Wednesday, January 8, 2025

Ingest data from Google Analytics 4 and Google Sheets to Amazon Redshift using Amazon AppFlow | Amazon Web Services

Must read

Google Analytics 4 (GA4) provides valuable insights into user behavior across websites and apps. But what if you need to combine GA4 data with other sources or perform deeper analysis? That’s where Amazon Redshift and Amazon AppFlow come in. Amazon AppFlow bridges the gap between Google applications and Amazon Redshift, empowering organizations to unlock deeper insights and drive data-informed decisions. In this post, we show you how to establish the data ingestion pipeline between Google Analytics 4, Google Sheets, and an Amazon Redshift Serverless workgroup.

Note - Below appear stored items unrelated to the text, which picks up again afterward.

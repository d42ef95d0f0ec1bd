//! Object kinds, per the data model in `spec.md` §3: every object stored
//! by this subsystem is tagged with a kind name that becomes part of its
//! hashed header.

use bytes::Bytes;

/// Tag identifying what an object's payload means. `Other` carries through
/// object kinds this subsystem doesn't interpret (e.g. a host VCS's commit
/// or tag objects) so they can still be read back byte-for-byte.
#[derive(Debug, Clone, PartialEq, Eq)]
pub enum ObjectKind {
    Blob,
    Tree,
    BlobTree,
    BBlob,
    Other(String),
}

impl ObjectKind {
    pub fn name(&self) -> &str {
        match self {
            ObjectKind::Blob => "blob",
            ObjectKind::Tree => "tree",
            ObjectKind::BlobTree => "blob-tree",
            ObjectKind::BBlob => "bblob",
            ObjectKind::Other(name) => name,
        }
    }

    pub fn parse(name: &str) -> Self {
        match name {
            "blob" => ObjectKind::Blob,
            "tree" => ObjectKind::Tree,
            "blob-tree" => ObjectKind::BlobTree,
            "bblob" => ObjectKind::BBlob,
            other => ObjectKind::Other(other.to_string()),
        }
    }
}

/// An object as read back from a store: its kind plus the raw (already
/// inflated) payload.
#[derive(Debug, Clone)]
pub struct Object {
    pub kind: ObjectKind,
    pub payload: Bytes,
}

impl Object {
    pub fn new(kind: ObjectKind, payload: impl Into<Bytes>) -> Self {
        Object {
            kind,
            payload: payload.into(),
        }
    }
}

#[cfg(test)]
mod tests {
    use super::*;

    #[test]
    fn kind_name_roundtrip() {
        for kind in [
            ObjectKind::Blob,
            ObjectKind::Tree,
            ObjectKind::BlobTree,
            ObjectKind::BBlob,
        ] {
            assert_eq!(ObjectKind::parse(kind.name()), kind);
        }
    }

    #[test]
    fn unknown_kind_becomes_other() {
        assert_eq!(ObjectKind::parse("commit"), ObjectKind::Other("commit".into()));
    }
}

Amazon AppFlow is a fully managed integration service that you can use to securely transfer data from software as a service (SaaS) applications, such as Google BigQuery, Salesforce, SAP, HubSpot, and ServiceNow, to Amazon Web Services (AWS) services such as Amazon Simple Storage Service (Amazon S3) and Amazon Redshift, in just a few clicks. With Amazon AppFlow, you can run data flows at nearly any scale and at the frequency you choose—on a schedule, in response to a business event, or on demand. You can configure data transformation capabilities such as filtering and validation to generate rich, ready-to-use data as part of the flow itself, without additional steps. Amazon AppFlow automatically encrypts data in motion, and allows you to restrict data from flowing over the public internet for SaaS applications that are integrated with AWS PrivateLink, reducing exposure to security threats.

Amazon Redshift is a fast, scalable, and fully managed cloud data warehouse that allows you to process and run your complex SQL analytics workloads on structured and semi-structured data. It also helps you securely access your data in operational databases, data lakes, or third-party datasets with minimal movement or copying of data. Tens of thousands of customers use Amazon Redshift to process large amounts of data, modernize their data analytics workloads, and provide insights for their business users.

Prerequisites

Before starting this walkthrough, you need to have the following prerequisites in place:

  • An AWS account.
  • In your Google Cloud project, you’ve enabled the following APIs:
    • Google Analytics API
    • Google Analytics Admin API
    • Google Analytics Data API
    • Google Sheets API
    • Google Drive API

For more information, refer to Amazon AppFlow support for Google Sheets.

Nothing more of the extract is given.